TRY IT: Please filter the data below down to the lines holding the string "NotDecimal".

ENTRIES SHOWN:
//! Bounding-box decomposition and uniform coordinate sampling.
//!
//! Device locations are drawn inside a decimal-degree rectangle. Each bound
//! is split into a truncated integral part and a scaled fractional integer,
//! so the draw itself is pure integer arithmetic; the coordinate is then
//! reconstructed as `integral + fractional / 1_000_000`.

use rand::rngs::StdRng;
use rand::{Rng, SeedableRng};
use std::fmt;
use std::str::FromStr;
use thiserror::Error;

/// Decimal parse errors
#[derive(Debug, Error)]
pub enum ParseDecimalError {
    #[error("not a decimal number: {0:?}")]
    NotDecimal(String),

    #[error("integral part out of range: {0:?}")]
    OutOfRange(String),
}

/// A decimal-degree value split into integer-safe parts.
///
/// The integral part truncates toward zero. The fractional remainder is
/// scaled into a whole integer by a multiplier picked from its decimal
/// digit count (1 digit -> x10, 2 -> x100, ... 6 or more -> x1_000_000,
/// extra digits truncated toward zero), which keeps up to six fractional
/// digits exact. The scaled value carries the sign of the source and lands
/// in [-999_999, 999_999].
#[derive(Debug, Clone, PartialEq, Eq)]
pub struct DecimalDegrees {
    raw: String,
    integral: i32,
    fractional: i32,
}

impl DecimalDegrees {
    /// Integral part, truncated toward zero.
    pub fn integral(&self) -> i32 {
        self.integral
    }

    /// Fractional part scaled by the digit-count multiplier.
    pub fn fractional(&self) -> i32 {
        self.fractional
    }
}

impl FromStr for DecimalDegrees {
    type Err = ParseDecimalError;

    fn from_str(s: &str) -> Result<Self, Self::Err> {
        let trimmed = s.trim();
        let not_decimal = || ParseDecimalError::NotDecimal(s.to_string());

        let (sign, body) = match trimmed.strip_prefix('-') {
            Some(rest) => (-1i32, rest),
            None => (1i32, trimmed.strip_prefix('+').unwrap_or(trimmed)),
        };

        let (int_part, frac_part) = match body.split_once('.') {
            Some((int_part, frac_part)) => (int_part, frac_part),
            None => (body, ""),
        };

        if int_part.is_empty() && frac_part.is_empty() {
            return Err(not_decimal());
        }
        if !int_part.bytes().all(|b| b.is_ascii_digit())
            || !frac_part.bytes().all(|b| b.is_ascii_digit())
        {
            return Err(not_decimal());
        }

        let integral: i32 = if int_part.is_empty() {
            0
        } else {
            int_part
                .parse()
                .map_err(|_| ParseDecimalError::OutOfRange(s.to_string()))?
        };

        // Parsing the digit substring directly is the digit-count multiplier:
        // "5" -> 5 (x10), "25" -> 25 (x100), "010299" -> 10299 (x1_000_000).
        let digits = &frac_part[..frac_part.len().min(6)];
        let fractional: i32 = if digits.is_empty() {
            0
        } else {
            digits.parse().map_err(|_| not_decimal())?
        };

        Ok(Self {
            raw: trimmed.to_string(),
            integral: sign * integral,
            fractional: sign * fractional,
        })
    }
}

impl fmt::Display for DecimalDegrees {
    fn fmt(&self, f: &mut fmt::Formatter<'_>) -> fmt::Result {
        f.write_str(&self.raw)
    }
}

/// Geographic rectangle the device locations are drawn from.
///
/// No ordering between max and min is enforced; a malformed rectangle
/// degrades to a reordered or degenerate sampling range rather than an
/// error (see [`CoordinateSampler::sample`]).
#[derive(Debug, Clone)]
pub struct BoundingBox {
    pub max_lat: DecimalDegrees,
    pub min_lat: DecimalDegrees,
    pub max_long: DecimalDegrees,
    pub min_long: DecimalDegrees,
}

/// Inclusive integer sampling bounds for one axis.
#[derive(Debug, Clone, Copy, PartialEq, Eq)]
pub struct AxisRange {
    pub integral_min: i32,
    pub integral_max: i32,
    pub fractional_min: i32,
    pub fractional_max: i32,
}

/// Integer sampling bounds for both axes, derived once at startup.
#[derive(Debug, Clone, Copy, PartialEq, Eq)]
pub struct SampleRange {
    pub latitude: AxisRange,
    pub longitude: AxisRange,
}

/// Decomposes a bounding box into per-axis integer sampling ranges.
///
/// Deterministic: the same box always yields the same ranges.
pub fn derive_ranges(bounds: &BoundingBox) -> SampleRange {
    SampleRange {
        latitude: axis_range(&bounds.min_lat, &bounds.max_lat),
        longitude: axis_range(&bounds.min_long, &bounds.max_long),
    }
}

fn axis_range(min: &DecimalDegrees, max: &DecimalDegrees) -> AxisRange {
    let mut fractional_min = min.fractional();
    let mut fractional_max = max.fractional();

    // Two bounds on the negative side of zero invert the scaled ordering;
    // swap so the fractional draw has min <= max.
    if fractional_max < 0 && fractional_min < 0 {
        std::mem::swap(&mut fractional_min, &mut fractional_max);
    }

    AxisRange {
        integral_min: min.integral(),
        integral_max: max.integral(),
        fractional_min,
        fractional_max,
    }
}

/// Draws device coordinates, one RNG stream per axis so latitude and
/// longitude stay statistically independent within a single sample.
pub struct CoordinateSampler {
    lat_rng: StdRng,
    long_rng: StdRng,
}

impl CoordinateSampler {
    /// Sampler with entropy-seeded streams, for production use.
    pub fn from_entropy() -> Self {
        Self {
            lat_rng: StdRng::from_entropy(),
            long_rng: StdRng::from_entropy(),
        }
    }

    /// Sampler with fixed seeds, for reproducible output.
    pub fn seeded(lat_seed: u64, long_seed: u64) -> Self {
        Self {
            lat_rng: StdRng::seed_from_u64(lat_seed),
            long_rng: StdRng::seed_from_u64(long_seed),
        }
    }

    /// Samples one `(latitude, longitude)` pair from the derived ranges.
    ///
    /// Each axis takes two inclusive uniform integer draws (integral and
    /// fractional) and reconstructs `integral + fractional / 1_000_000`.
    /// Known limitation: an axis whose bounds arrive inverted is sampled
    /// over the reordered pair instead of failing, and a zero-width axis
    /// pins to its single value.
    pub fn sample(&mut self, ranges: &SampleRange) -> (f64, f64) {
        let latitude = axis_sample(&mut self.lat_rng, &ranges.latitude);
        let longitude = axis_sample(&mut self.long_rng, &ranges.longitude);
        (latitude, longitude)
    }
}

fn axis_sample(rng: &mut StdRng, range: &AxisRange) -> f64 {
    let integral = draw_inclusive(rng, range.integral_min, range.integral_max);
    let fractional = draw_inclusive(rng, range.fractional_min, range.fractional_max);
    f64::from(integral) + f64::from(fractional) / 1_000_000.0
}

fn draw_inclusive(rng: &mut StdRng, a: i32, b: i32) -> i32 {
    let (lo, hi) = if a <= b { (a, b) } else { (b, a) };
    rng.gen_range(lo..=hi)
}

#[cfg(test)]
mod tests {
    use super::*;

    fn dd(s: &str) -> DecimalDegrees {
        s.parse().unwrap()
    }

    fn england_box() -> BoundingBox {
        BoundingBox {
            max_lat: dd("53.810382"),
            min_lat: dd("51.010299"),
            max_long: dd("-0.145569"),
            min_long: dd("-3.048706"),
        }
    }

    #[test]
    fn test_decompose_england_bounds() {
        let bounds = england_box();

        assert_eq!(bounds.max_lat.integral(), 53);
        assert_eq!(bounds.max_lat.fractional(), 810382);
        assert_eq!(bounds.min_lat.integral(), 51);
        assert_eq!(bounds.min_lat.fractional(), 10299);
        assert_eq!(bounds.max_long.integral(), 0);
        assert_eq!(bounds.max_long.fractional(), -145569);
        assert_eq!(bounds.min_long.integral(), -3);
        assert_eq!(bounds.min_long.fractional(), -48706);
    }

    #[test]
    fn test_digit_count_multiplier() {
        // d fractional digits scale by 10^d, up to six.
        assert_eq!(dd("12.5").fractional(), 5);
        assert_eq!(dd("12.25").fractional(), 25);
        assert_eq!(dd("0.123").fractional(), 123);
        assert_eq!(dd("7.0004").fractional(), 4);
        assert_eq!(dd("-0.00005").fractional(), -5);
        assert_eq!(dd("1.000001").fractional(), 1);

        // Seven or more digits truncate toward zero at six.
        assert_eq!(dd("3.1234567").fractional(), 123456);
        assert_eq!(dd("-3.9999999").fractional(), -999999);
    }

    #[test]
    fn test_whole_numbers_have_zero_fraction() {
        assert_eq!(dd("54").integral(), 54);
        assert_eq!(dd("54").fractional(), 0);
        assert_eq!(dd("-3").integral(), -3);
        assert_eq!(dd("-0").integral(), 0);
        assert_eq!(dd("-0").fractional(), 0);
    }

    #[test]
    fn test_rejects_non_decimal_input() {
        assert!("abc".parse::<DecimalDegrees>().is_err());
        assert!("".parse::<DecimalDegrees>().is_err());
        assert!("5.5.5".parse::<DecimalDegrees>().is_err());
        assert!("12a.3".parse::<DecimalDegrees>().is_err());
        assert!("1.2e3".parse::<DecimalDegrees>().is_err());
        assert!(".".parse::<DecimalDegrees>().is_err());
    }

    #[test]
    fn test_derive_ranges_is_deterministic() {
        let first = derive_ranges(&england_box());
        let second = derive_ranges(&england_box());
        assert_eq!(first, second);
    }

    #[test]
    fn test_both_negative_fractionals_swap() {
        // Both longitude fractions negative: the scaled ordering inverts,
        // so the derived range must come back out with min <= max.
        let ranges = derive_ranges(&england_box());
        assert_eq!(ranges.longitude.fractional_min, -145569);
        assert_eq!(ranges.longitude.fractional_max, -48706);
        assert!(ranges.longitude.fractional_min <= ranges.longitude.fractional_max);

        // Latitude fractions are positive here and must not swap.
        assert_eq!(ranges.latitude.fractional_min, 10299);
        assert_eq!(ranges.latitude.fractional_max, 810382);
    }

    #[test]
    fn test_swap_applies_per_axis() {
        let bounds = BoundingBox {
            max_lat: dd("-10.9"),
            min_lat: dd("-12.2"),
            max_long: dd("20.5"),
            min_long: dd("10.1"),
        };
        let ranges = derive_ranges(&bounds);

        assert_eq!(ranges.latitude.fractional_min, -9);
        assert_eq!(ranges.latitude.fractional_max, -2);
        assert_eq!(ranges.longitude.fractional_min, 1);
        assert_eq!(ranges.longitude.fractional_max, 5);
    }

    #[test]
    fn test_samples_stay_inside_integral_bounds() {
        let bounds = BoundingBox {
            max_lat: dd("54.899999"),
            min_lat: dd("51.100001"),
            max_long: dd("1.900001"),
            min_long: dd("0.100001"),
        };
        let ranges = derive_ranges(&bounds);
        let mut sampler = CoordinateSampler::seeded(7, 11);

        for _ in 0..10_000 {
            let (latitude, longitude) = sampler.sample(&ranges);
            assert!(
                (51.0..55.0).contains(&latitude),
                "latitude out of range: {latitude}"
            );
            assert!(
                (0.0..2.0).contains(&longitude),
                "longitude out of range: {longitude}"
            );
        }
    }

    #[test]
    fn test_england_box_sampling_envelope() {
        // Negative fractional bounds pull the longitude floor below the
        // integral minimum: the reachable envelope pairs the lowest
        // integral with the lowest post-swap fractional.
        let ranges = derive_ranges(&england_box());
        let mut sampler = CoordinateSampler::seeded(23, 29);

        for _ in 0..10_000 {
            let (latitude, longitude) = sampler.sample(&ranges);
            assert!(
                (51.010298..=53.810383).contains(&latitude),
                "latitude out of envelope: {latitude}"
            );
            assert!(
                (-3.145570..=-0.048705).contains(&longitude),
                "longitude out of envelope: {longitude}"
            );
        }
    }

    #[test]
    fn test_inverted_axis_samples_without_panicking() {
        // min and max traded places; sampling reorders instead of failing.
        let bounds = BoundingBox {
            max_lat: dd("51"),
            min_lat: dd("54"),
            max_long: dd("-3"),
            min_long: dd("0"),
        };
        let ranges = derive_ranges(&bounds);
        let mut sampler = CoordinateSampler::seeded(1, 2);

        for _ in 0..1_000 {
            let (latitude, longitude) = sampler.sample(&ranges);
            assert!((51.0..55.0).contains(&latitude));
            assert!((-3.0..1.0).contains(&longitude));
        }
    }

    #[test]
    fn test_degenerate_axis_pins_to_single_value() {
        let bounds = BoundingBox {
            max_lat: dd("52"),
            min_lat: dd("52"),
            max_long: dd("1"),
            min_long: dd("1"),
        };
        let ranges = derive_ranges(&bounds);
        let mut sampler = CoordinateSampler::seeded(3, 4);

        for _ in 0..100 {
            assert_eq!(sampler.sample(&ranges), (52.0, 1.0));
        }
    }

    #[test]
    fn test_seeded_sampler_is_reproducible() {
        let ranges = derive_ranges(&england_box());
        let mut first = CoordinateSampler::seeded(42, 43);
        let mut second = CoordinateSampler::seeded(42, 43);

        for _ in 0..100 {
            assert_eq!(first.sample(&ranges), second.sample(&ranges));
        }
    }
}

ANSWER BOX:
    NotDecimal(String),
        let not_decimal = || ParseDecimalError::NotDecimal(s.to_string());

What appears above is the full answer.